● **THE TASK**
Exactly the lines starting at the line containing "created and attached" and ending at the line containing "if the sheet" are to be written out from the listing below, both included.

● **AVAILABLE DATA**
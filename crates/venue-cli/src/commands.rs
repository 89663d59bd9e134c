//! Command implementations shared by the `venue-admin` binary and its tests

use crate::error::{CliError, Result};
use chrono::Utc;
use serde_json::Value;
use std::fmt::Write as _;
use std::path::{Path, PathBuf};
use tracing::{info, warn};
use venue_backend::{
    BackendClient, BackendResult, DashboardStore, EndpointsClient, Provisioner, ProvisioningPlan,
    ProvisioningReport, Repository, SelectQuery,
};
use venue_core::pagination::PageWindow;
use venue_core::types::{
    Corporate, CronReport, DashboardKpis, Invoice, Lead, Offer, PromoCode, Record, Restaurant,
    Store, SubscriptionPlan, User,
};
use venue_core::utils::export_filename;
use venue_core::{Config, Table};
use venue_sheets::{ExportFormat, employee_drafts, export_records, read_rows};

/// Resolve a table from its REST name or its admin page name
///
/// # Errors
///
/// Returns [`CliError::UnknownTable`] for anything else.
pub fn parse_table(name: &str) -> Result<Table> {
    let name = name.trim().to_ascii_lowercase();
    let table = match name.as_str() {
        "corporates" => Some(Table::Corporate),
        "promo-codes" | "promo_codes" => Some(Table::Promos),
        "subscriptions" => Some(Table::Subscription),
        "invoices" => Some(Table::Invoice),
        "recycle-bin" => Some(Table::RecycleBin),
        "cron-reports" => Some(Table::CronReports),
        other => Table::from_name(other),
    };
    table.ok_or(CliError::UnknownTable(name))
}

async fn record_rows<T: Record>(
    client: &BackendClient,
    search: Option<&str>,
    batch_size: u32,
) -> BackendResult<Vec<Value>> {
    Repository::<T>::new(client.clone())
        .export_rows(search, batch_size)
        .await
}

/// Every row of `table` matching `search`, fetched `batch_size` at a time
///
/// # Errors
///
/// Returns an error if any page request fails.
pub async fn table_rows(
    client: &BackendClient,
    table: Table,
    search: Option<&str>,
    batch_size: u32,
) -> BackendResult<Vec<Value>> {
    match table {
        Table::Users => record_rows::<User>(client, search, batch_size).await,
        Table::Restaurants => record_rows::<Restaurant>(client, search, batch_size).await,
        Table::Stores => record_rows::<Store>(client, search, batch_size).await,
        Table::Corporate => record_rows::<Corporate>(client, search, batch_size).await,
        Table::Promos => record_rows::<PromoCode>(client, search, batch_size).await,
        Table::Subscription => record_rows::<SubscriptionPlan>(client, search, batch_size).await,
        Table::Offers => record_rows::<Offer>(client, search, batch_size).await,
        Table::Invoice => record_rows::<Invoice>(client, search, batch_size).await,
        Table::Leads => record_rows::<Lead>(client, search, batch_size).await,
        Table::CronReports => record_rows::<CronReport>(client, search, batch_size).await,
        Table::RecycleBin => {
            if search.is_some() {
                warn!("Search is ignored for the recycle bin");
            }
            let query = SelectQuery::page(PageWindow::request(1, batch_size)).order("deleted_at.desc");
            client.select_all(table, &query, batch_size).await
        }
    }
}

/// What an export wrote
#[derive(Debug, Clone, PartialEq, Eq)]
pub struct ExportSummary {
    /// File written
    pub path: PathBuf,
    /// Rows in the file
    pub rows: usize,
}

/// Export format from the flag, else the configured default
///
/// # Errors
///
/// Returns an error for an unknown format name.
pub fn resolve_format(config: &Config, flag: Option<&str>) -> Result<ExportFormat> {
    Ok(flag.unwrap_or(config.export.format.as_str()).parse()?)
}

/// Download a table into a spreadsheet
///
/// Without `out`, the file lands in the working directory under a
/// timestamped name.
///
/// # Errors
///
/// Returns an error if the rows cannot be fetched or the file cannot be written.
pub async fn export_table(
    config: &Config,
    table: Table,
    format: ExportFormat,
    search: Option<&str>,
    out: Option<&Path>,
) -> Result<ExportSummary> {
    let client = BackendClient::new(&config.backend)?;
    let search = search.map(str::trim).filter(|s| !s.is_empty());
    let rows = table_rows(&client, table, search, config.export.batch_size).await?;
    let bytes = export_records(&rows, format)?;

    let path = out.map_or_else(
        || PathBuf::from(export_filename(table.name(), format.extension(), &Utc::now())),
        Path::to_path_buf,
    );
    tokio::fs::write(&path, bytes)
        .await
        .map_err(|source| CliError::Write {
            path: path.clone(),
            source,
        })?;

    info!(%table, rows = rows.len(), path = %path.display(), "Exported table");
    Ok(ExportSummary {
        path,
        rows: rows.len(),
    })
}

/// Result of an employee import
#[derive(Debug, Clone)]
pub enum ImportOutcome {
    /// Nothing was created
    DryRun(ProvisioningPlan),
    /// Accounts were created and attached
    Provisioned(ProvisioningReport),
}

/// Provision a corporate's employees from a spreadsheet on disk
///
/// # Errors
///
/// Returns an error if the sheet cannot be read, lacks required columns,
/// the batch overflows the corporate's seats, or a call fails.
pub async fn import_employees(
    config: &Config,
    corporate_id: &str,
    file: &Path,
    plan: Option<&str>,
    dry_run: bool,
) -> Result<ImportOutcome> {
    let path = file.to_path_buf();
    let drafts = tokio::task::spawn_blocking(move || read_rows(&path).and_then(|sheet| employee_drafts(&sheet)))
        .await
        .map_err(|e| CliError::configuration(format!("Reading {} failed: {e}", file.display())))??;
    if drafts.is_empty() {
        return Err(venue_core::Error::validation("file", "the sheet has no employee rows").into());
    }
    info!(corporate = corporate_id, rows = drafts.len(), dry_run, "Importing employees");

    let backend = BackendClient::new(&config.backend)?;
    let endpoints = EndpointsClient::new(&config.endpoints)?;
    let provisioner = Provisioner::new(backend, endpoints, &config.provisioning);

    if dry_run {
        let plan = provisioner.dry_run(corporate_id, &drafts, plan).await?;
        return Ok(ImportOutcome::DryRun(plan));
    }
    let report = provisioner.provision(corporate_id, &drafts, plan).await?;
    Ok(ImportOutcome::Provisioned(report))
}

/// Human-readable summary of an import
#[must_use]
pub fn render_import(outcome: &ImportOutcome) -> String {
    let mut out = String::new();
    let rejected = match outcome {
        ImportOutcome::DryRun(plan) => {
            let _ = writeln!(out, "Would create {} employee(s)", plan.to_create.len());
            for employee in &plan.to_create {
                let _ = writeln!(out, "  + {} <{}> ({})", employee.name, employee.email, employee.plan);
            }
            if let Some(seats) = plan.remaining_seats {
                let _ = writeln!(out, "Seats remaining: {seats}");
            }
            if !plan.fits_seats() {
                let _ = writeln!(out, "Batch does not fit in the remaining seats");
            }
            skipped_lines(&mut out, &plan.skipped);
            &plan.rejected
        }
        ImportOutcome::Provisioned(report) => {
            let _ = writeln!(out, "Created {} employee(s), {} failed", report.created, report.failed);
            for failure in &report.errors {
                let _ = writeln!(
                    out,
                    "  ! {}: {}",
                    failure.email.as_deref().unwrap_or("unknown"),
                    failure.message
                );
            }
            if let Some(error) = &report.attach_error {
                let _ = writeln!(out, "Created users were not added to the corporate: {error}");
            }
            if !report.unattached.is_empty() {
                let _ = writeln!(out, "Unattached users: {}", report.unattached.join(", "));
            }
            skipped_lines(&mut out, &report.skipped);
            &report.rejected
        }
    };
    for error in rejected {
        let _ = writeln!(out, "  x {error}");
    }
    out
}

fn skipped_lines(out: &mut String, skipped: &[String]) {
    if skipped.is_empty() {
        return;
    }
    let _ = writeln!(out, "Already on the account: {}", skipped.join(", "));
}

/// Fresh dashboard numbers
///
/// # Errors
///
/// Returns an error if any count fails.
pub async fn fetch_kpis(config: &Config) -> Result<DashboardKpis> {
    let client = BackendClient::new(&config.backend)?;
    Ok(DashboardStore::new().refresh(&client).await?)
}

/// Dashboard numbers as a two-column table
#[must_use]
pub fn render_kpis(kpis: &DashboardKpis) -> String {
    let rows = [
        ("Users", kpis.users),
        ("Restaurants", kpis.restaurants),
        ("Stores", kpis.stores),
        ("Corporates", kpis.corporates),
        ("Active promo codes", kpis.active_promo_codes),
        ("Subscriptions", kpis.subscriptions),
        ("Leads", kpis.leads),
    ];
    let mut out = String::new();
    for (label, value) in rows {
        let _ = writeln!(out, "{label:<20}{value:>8}");
    }
    out
}

const REDACTED: &str = "********";

/// Resolved configuration as TOML with keys masked
///
/// # Errors
///
/// Returns an error if the configuration cannot be serialized.
pub fn config_toml(config: &Config) -> Result<String> {
    let mut shown = config.clone();
    if !shown.backend.anon_key.is_empty() {
        shown.backend.anon_key = REDACTED.to_string();
    }
    if shown.backend.service_key.is_some() {
        shown.backend.service_key = Some(REDACTED.to_string());
    }
    if shown.endpoints.admin_key.is_some() {
        shown.endpoints.admin_key = Some(REDACTED.to_string());
    }
    toml::to_string_pretty(&shown)
        .map_err(|e| CliError::configuration(format!("Failed to serialize configuration: {e}")))
}

/// Problems that would stop the server or the commands from working
#[must_use]
pub fn config_problems(config: &Config) -> Vec<String> {
    let mut problems = Vec::new();
    if config.backend.url.trim().is_empty() {
        problems.push("backend.url is not set".to_string());
    }
    if config.backend.anon_key.trim().is_empty() {
        problems.push("backend.anon_key is not set".to_string());
    }
    if config.endpoints.base_url.trim().is_empty() {
        problems.push("endpoints.base_url is not set".to_string());
    }
    if config.pagination.default_limit > config.pagination.max_limit {
        problems.push("pagination.default_limit exceeds pagination.max_limit".to_string());
    }
    if config.export.batch_size == 0 {
        problems.push("export.batch_size must be positive".to_string());
    }
    if config.export.format.parse::<ExportFormat>().is_err() {
        problems.push(format!("export.format {} is not xlsx or csv", config.export.format));
    }
    problems
}

#[cfg(test)]
#[allow(clippy::missing_panics_doc)]
mod tests {
    use super::*;
    use pretty_assertions::assert_eq;
    use rstest::rstest;

    #[rstest]
    #[case("restaurants", Table::Restaurants)]
    #[case("promo-codes", Table::Promos)]
    #[case("promos", Table::Promos)]
    #[case("Corporates", Table::Corporate)]
    #[case("recycle_bin", Table::RecycleBin)]
    #[case("cron-reports", Table::CronReports)]
    fn test_parse_table(#[case] name: &str, #[case] expected: Table) {
        assert_eq!(parse_table(name).unwrap(), expected);
    }

    #[test]
    fn test_parse_table_unknown() {
        assert!(matches!(parse_table("menus"), Err(CliError::UnknownTable(name)) if name == "menus"));
    }

    #[test]
    fn test_render_kpis_aligns_columns() {
        let kpis = DashboardKpis {
            users: 1200,
            leads: 7,
            ..DashboardKpis::default()
        };
        let text = render_kpis(&kpis);
        let lines: Vec<&str> = text.lines().collect();

        assert_eq!(lines.len(), 7);
        assert_eq!(lines[0], format!("{:<20}{:>8}", "Users", 1200));
        assert!(lines.iter().all(|line| line.len() == 28));
    }

    #[test]
    fn test_config_toml_masks_keys() {
        let mut config = Config::default();
        config.backend.anon_key = "anon-secret".to_string();
        config.backend.service_key = Some("service-secret".to_string());
        config.endpoints.admin_key = Some("admin-secret".to_string());

        let text = config_toml(&config).unwrap();

        assert!(!text.contains("secret"));
        assert!(text.contains(REDACTED));
    }

    #[test]
    fn test_config_problems() {
        let mut config = Config::default();
        config.backend.url = "https://project.example.co".to_string();
        config.backend.anon_key = "anon".to_string();
        config.endpoints.base_url = "https://admin.example.co".to_string();
        assert_eq!(config_problems(&config), Vec::<String>::new());

        config.export.format = "pdf".to_string();
        config.export.batch_size = 0;
        assert_eq!(config_problems(&config).len(), 2);
    }

    #[test]
    fn test_resolve_format_prefers_flag() {
        let config = Config::default();
        assert_eq!(resolve_format(&config, Some("csv")).unwrap(), ExportFormat::Csv);
        assert_eq!(resolve_format(&config, None).unwrap(), ExportFormat::Xlsx);
        assert!(resolve_format(&config, Some("ods")).is_err());
    }

    #[test]
    fn test_render_import_names_unattached_users() {
        let report = ProvisioningReport {
            created: 1,
            unattached: vec!["u-a".to_string()],
            attach_error: Some("add employees returned 500: corporate locked".to_string()),
            ..ProvisioningReport::default()
        };

        let text = render_import(&ImportOutcome::Provisioned(report));

        assert!(text.starts_with("Created 1 employee(s), 0 failed"));
        assert!(text.contains("not added to the corporate: add employees returned 500"));
        assert!(text.contains("Unattached users: u-a"));
    }
}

● **EXERCISE RESULT**
    /// Accounts were created and attached
    Provisioned(ProvisioningReport),
}

/// Provision a corporate's employees from a spreadsheet on disk
///
/// # Errors
///
/// Returns an error if the sheet cannot be read, lacks required columns,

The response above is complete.